En estos debates tan polarizados, a menudo extraviamos el norte en medio de la discusión de qué hacer con el consumidor o el drogadependiente y su “legítimo” derecho al autodaño. Cuáles son los derechos que lo asisten como consecuencia de ese acto tan “libre” y tan “individual” que originó la adicción, pero que a la vez conlleva implícito un impacto sobre el entorno, la sociedad y lo colectivo.

En el medio de esta tensión entre el “yo” y el “nosotros”, la respuesta pública frente al problema de las drogas debe partir de una articulación inteligente entre política pública, marco legislativo, compromiso judicial, comunicación eficaz y responsabilidad social compartida.

Toda ley es perfectible.
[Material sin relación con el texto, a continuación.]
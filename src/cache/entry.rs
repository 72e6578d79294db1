//! Cache Entry Module
//!
//! Defines a single cached value together with its insertion and expiry instants.

use std::time::Duration;

use tokio::time::Instant;

/// Expiry used when `now + ttl` does not fit in an `Instant`
const FAR_FUTURE: Duration = Duration::from_secs(30 * 365 * 24 * 60 * 60);

/// `now + ttl`, saturating to a far-future instant instead of overflowing.
fn expiry_after(now: Instant, ttl: Duration) -> Instant {
    now.checked_add(ttl)
        .or_else(|| now.checked_add(FAR_FUTURE))
        .unwrap_or(now)
}

// == Cache Entry ==
/// Represents a single cache entry with value and expiry metadata.
///
/// Instants come from the tokio clock so a paused test runtime controls expiry.
#[derive(Debug, Clone)]
pub struct CacheEntry<V> {
    /// The stored value
    pub value: V,
    /// When the entry was inserted (or last overwritten)
    pub inserted_at: Instant,
    /// When the entry stops being visible
    pub expires_at: Instant,
}

impl<V> CacheEntry<V> {
    // == Constructor ==
    /// Creates an entry inserted at `now` that lives for `ttl`.
    pub fn new(value: V, now: Instant, ttl: Duration) -> Self {
        Self {
            value,
            inserted_at: now,
            expires_at: expiry_after(now, ttl),
        }
    }

    // == Is Expired ==
    /// Checks whether the entry is expired at `now`.
    ///
    /// An entry is expired once `now` reaches `expires_at`, so a zero TTL is
    /// already expired on the next lookup.
    pub fn is_expired_at(&self, now: Instant) -> bool {
        now >= self.expires_at
    }

    // == Refresh ==
    /// Pushes the expiry out to `now + ttl` without touching the value.
    pub fn refresh(&mut self, now: Instant, ttl: Duration) {
        self.expires_at = expiry_after(now, ttl);
    }

    // == Time To Live ==
    /// Returns the time left before expiry, `Duration::ZERO` once expired.
    pub fn ttl_remaining_at(&self, now: Instant) -> Duration {
        self.expires_at.saturating_duration_since(now)
    }

    /// Age of the entry at `now`.
    pub fn age_at(&self, now: Instant) -> Duration {
        now.saturating_duration_since(self.inserted_at)
    }
}

// == Unit Tests ==
#[cfg(test)]
mod tests {
    use super::*;

    #[test]
    fn test_entry_creation() {
        let now = Instant::now();
        let entry = CacheEntry::new("track", now, Duration::from_secs(60));

        assert_eq!(entry.value, "track");
        assert_eq!(entry.inserted_at, now);
        assert_eq!(entry.expires_at, now + Duration::from_secs(60));
        assert!(!entry.is_expired_at(now));
    }

    #[test]
    fn test_entry_expiration() {
        let now = Instant::now();
        let entry = CacheEntry::new(1u32, now, Duration::from_secs(1));

        assert!(!entry.is_expired_at(now + Duration::from_millis(999)));
        assert!(entry.is_expired_at(now + Duration::from_millis(1100)));
    }

    #[test]
    fn test_expiration_boundary_condition() {
        let now = Instant::now();
        let entry = CacheEntry::new(1u32, now, Duration::from_secs(5));

        assert!(entry.is_expired_at(now + Duration::from_secs(5)));
    }

    #[test]
    fn test_zero_ttl_is_expired_immediately() {
        let now = Instant::now();
        let entry = CacheEntry::new(1u32, now, Duration::ZERO);

        assert!(entry.is_expired_at(now));
    }

    #[test]
    fn test_ttl_remaining() {
        let now = Instant::now();
        let entry = CacheEntry::new(1u32, now, Duration::from_secs(10));

        assert_eq!(
            entry.ttl_remaining_at(now + Duration::from_secs(4)),
            Duration::from_secs(6)
        );
        // Saturates once expired
        assert_eq!(
            entry.ttl_remaining_at(now + Duration::from_secs(11)),
            Duration::ZERO
        );
    }

    #[test]
    fn test_refresh_extends_expiry() {
        let now = Instant::now();
        let mut entry = CacheEntry::new(1u32, now, Duration::from_secs(1));

        let later = now + Duration::from_secs(2);
        assert!(entry.is_expired_at(later));

        entry.refresh(later, Duration::from_secs(30));
        assert!(!entry.is_expired_at(later));
        assert_eq!(entry.age_at(later), Duration::from_secs(2));
    }

    #[test]
    fn test_unbounded_ttl_saturates() {
        let now = Instant::now();
        let mut entry = CacheEntry::new(1u32, now, Duration::MAX);

        assert!(entry.expires_at > now);
        assert!(!entry.is_expired_at(now + Duration::from_secs(365 * 24 * 60 * 60)));

        entry.refresh(now, Duration::from_secs(u64::MAX));
        assert!(entry.ttl_remaining_at(now) >= FAR_FUTURE);
    }
}
//! Error types for the playback core
//!
//! Provides unified error handling using thiserror.

use thiserror::Error;

// == Crate Error Enum ==
/// Errors raised by the playback core itself.
#[derive(Error, Debug, PartialEq, Eq)]
pub enum Error {
    /// A configuration value is unusable
    #[error("Invalid configuration: {0}")]
    InvalidConfig(String),
}

// == Fetch Error ==
/// Failure of a read-through `get_or_fetch` call.
///
/// The caller's own error type is carried untouched in `Fetcher`.
#[derive(Error, Debug)]
pub enum FetchError<E> {
    /// The fetcher ran and failed; nothing was cached
    #[error("{0}")]
    Fetcher(E),

    /// The fetch task was cancelled before finishing (runtime shutting down)
    #[error("Fetch aborted for key: {0}")]
    Aborted(String),
}

impl<E> FetchError<E> {
    /// Returns the fetcher's error, if that is what failed.
    pub fn into_fetcher_error(self) -> Option<E> {
        match self {
            FetchError::Fetcher(err) => Some(err),
            FetchError::Aborted(_) => None,
        }
    }
}

// == Result Type Alias ==
/// Convenience Result type for the playback core.
pub type Result<T> = std::result::Result<T, Error>;

#[cfg(test)]
mod tests {
    use super::*;

    #[test]
    fn test_fetch_error_keeps_fetcher_error() {
        let err: FetchError<std::io::Error> =
            FetchError::Fetcher(std::io::Error::other("search api down"));

        assert_eq!(err.to_string(), "search api down");
        let inner = err.into_fetcher_error().unwrap();
        assert_eq!(inner.kind(), std::io::ErrorKind::Other);
    }

    #[test]
    fn test_aborted_has_no_fetcher_error() {
        let err: FetchError<std::io::Error> = FetchError::Aborted("search:lofi".to_string());

        assert_eq!(err.to_string(), "Fetch aborted for key: search:lofi");
        assert!(err.into_fetcher_error().is_none());
    }
}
Estamos en presencia de un debate que como sociedad hace tiempo nos merecemos dar, pero que de ninguna manera puede restringirse a una mera exposición de supuestos ideológicos. Mucho menos, sucumbir a la monopolización de la verdad por parte de un reducido grupo de bien intencionados pensadores, con mucha teoría de escritorio y poco territorio a cuestas.

Sobre las bases de la evidencia científica y el saber empírico acumulado, una nueva legislación de drogas debería sustentarse en la solidaridad, la inclusión social, la conexión con el prójimo, la imposición de límites como acto de amor (no de autoritarismo), y la explícita afirmación de un militar inclaudicable por la salud y por la vida.

La prevención como primera herramienta, un refuerzo de la perspectiva socio-sanitaria, la incorporación de la seguridad pública como bien a tutelar y el compromiso político de librar una cruzada implacable contra el narcotráfico y sus delitos conexos, son un par de ideas fuerza que, frente a los mismos anacronismos de siempre, alentarían a refrescar nuestra mirada.

No criminalizar. No banalizar. No legalizar. Punto (de partida).